Тем более решётка — не прутья толщиной в.  А так, символ.  И указывает на положение.  О судьбе не говорбю.  Не люблю и портит стиль.  Возвышен и ни при чём.  Простой, без затей соответствует.  Никаких неожиданностей и уверенность в будущем.  В силу отсутствия.

Здесь всё обозначено и уход.  Не то что забота, но рассчитано и следует распорядком дня и регламентом.  Есть и не отнять.

Пенитенциарная человечна и привыкаешь быстро.  Не в пример как.  Да и время идёт и скоро кончится.  Интегрирую себя в новую.  Мелочи быта и обживаюсь.

Хожу в гражданском.  Сам по себе и, вроде, по собственному.  Есть садик.  Поливаю цветочки и рыхлю землю.

Удобряю естественным.  Скоро и сам превращусь в.  Поспособствую росту и круговороту природы.  Пригожусь и принесу пользу.  На поверхности не удосужился и не вышло.  Зато.

Вызывали к.  И за хорошее поведение отпуск.  Конец недели могу провести в домашней.  Отсутствует и хотел отказаться.  Подумал и принял.  Решит, что лишён человеческих.  Но не чужд переживаниям и склонен.  Был благодарен и выразил.

Вышел и вспомнил.  Свобода расслабляет и теряются очертания.  Режим и порядок благотворны.  И не мешают.  Но решил вкусить.  Учитывая, что временно.  Возвращение установлено табелем учёта отпускников».

Длинноты у Рохлина хорошо продуманы (Жиганов и Шиманов», сс. 507-18, 1979 г.): «Жиганов и Шиманов вышли из мастерской на свет дня.  Было градусов тридцать с небольшим, и они молча окунулись в этот обезлюдевший, погруженный в заиндевелое оцепенение мир, двинувшись друг за другом, нога в ногу по узкой утоптанной тропинке к недальним домам, что ждали своих хозяев на обеденный перерыв.  Шиманов как спортсмен, соблюдающий режим и меру в жизни и во всем остающемся от нее, немного пожевал жареного хека, съел омлет из двух яиц и выпил стакан кипяченого молока, чтобы не нарушить баланс своего наилегчайшего в 44 кг веса  к грядущему большому соревнованию.  А Жиганов, решившись не травмировать на сегодняший день товарища Бурыгина, принял лишь два стакана  «Розового», пахнувшего кислой, слегка подгнившей ягодой. Для отвлечения болевых переживаний от головы и желудка и более аккуратного биения пульса везде, где он прощупывается.  Совершали они это со вкусом, вдумчиво и в сравнительной молчаливости относительно друг друга.  Торопиться им было некуда, ни семья, ни какие-либо еще жители, не полагавшиеся на такую маленькую жилплощадь, которую они занимали, не могли помешать своим вторжением в их медленную пищеварительную деятельность» (с. 509).
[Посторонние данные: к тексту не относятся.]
//! Insulin on board.
//!
//! Rapid-acting doses decay linearly from their full amount at the moment of
//! injection to zero at exactly `active_insulin_hours`. Basal entries never
//! contribute.

use crate::calculator::round_to_tenth;
use crate::InsulinEntry;
use chrono::{DateTime, Duration, Utc};

const MILLIS_PER_HOUR: f64 = 3_600_000.0;

/// Start of the window of entries that can still contribute at `now`
pub fn iob_window_start(now: DateTime<Utc>, active_insulin_hours: f64) -> DateTime<Utc> {
    let millis = (active_insulin_hours * MILLIS_PER_HOUR).round() as i64;
    now - Duration::milliseconds(millis)
}

/// Remaining active units of a single entry at `now`
///
/// Returns 0 for basal entries, entries outside the active window, and
/// entries timestamped in the future.
pub fn entry_contribution(entry: &InsulinEntry, now: DateTime<Utc>, active_insulin_hours: f64) -> f64 {
    if !entry.is_rapid() || active_insulin_hours <= 0.0 {
        return 0.0;
    }

    let elapsed_ms = (now - entry.timestamp).num_milliseconds();
    if elapsed_ms < 0 {
        return 0.0;
    }

    let elapsed_hours = elapsed_ms as f64 / MILLIS_PER_HOUR;
    entry.units * (1.0 - elapsed_hours / active_insulin_hours).max(0.0)
}

/// Compute insulin on board at `now`, rounded to the nearest 0.1 unit
pub fn compute_iob(now: DateTime<Utc>, entries: &[InsulinEntry], active_insulin_hours: f64) -> f64 {
    let window_start = iob_window_start(now, active_insulin_hours);

    let (count, total) = entries
        .iter()
        .filter(|e| e.is_rapid() && e.timestamp >= window_start)
        .map(|e| entry_contribution(e, now, active_insulin_hours))
        .fold((0usize, 0.0), |(n, sum), c| (n + 1, sum + c));

    let iob = round_to_tenth(total);
    tracing::debug!(
        "IOB {:.1} from {} rapid entries within {}h",
        iob,
        count,
        active_insulin_hours
    );
    iob
}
Однако, сюжет, как правило, отсутствует, будто манера изложения и есть то, ради чего пишется проза.  С точки зрения автора так часто и есть.  Однако существует и читатель, которому нужна ловко замаскированная форма, которую он по наивности примет за содержание.  На киностудии, описанной Ильфом и Петровым, восхищались фотогеничностью черного козла, но мы-то ждем от козла молока, причем белого.  Диогену было уютно в бочке (такова, по крайней мере, легенда), а Рохлину — в той, которую он соорудил из слов.  Где бы ни читали люди романы, повести и рассказы, Троя, как говорит Рохлин, всегда в пламени (с. 567).  Позволили же ему, полузамурованному в бочке, греться искрами того огня.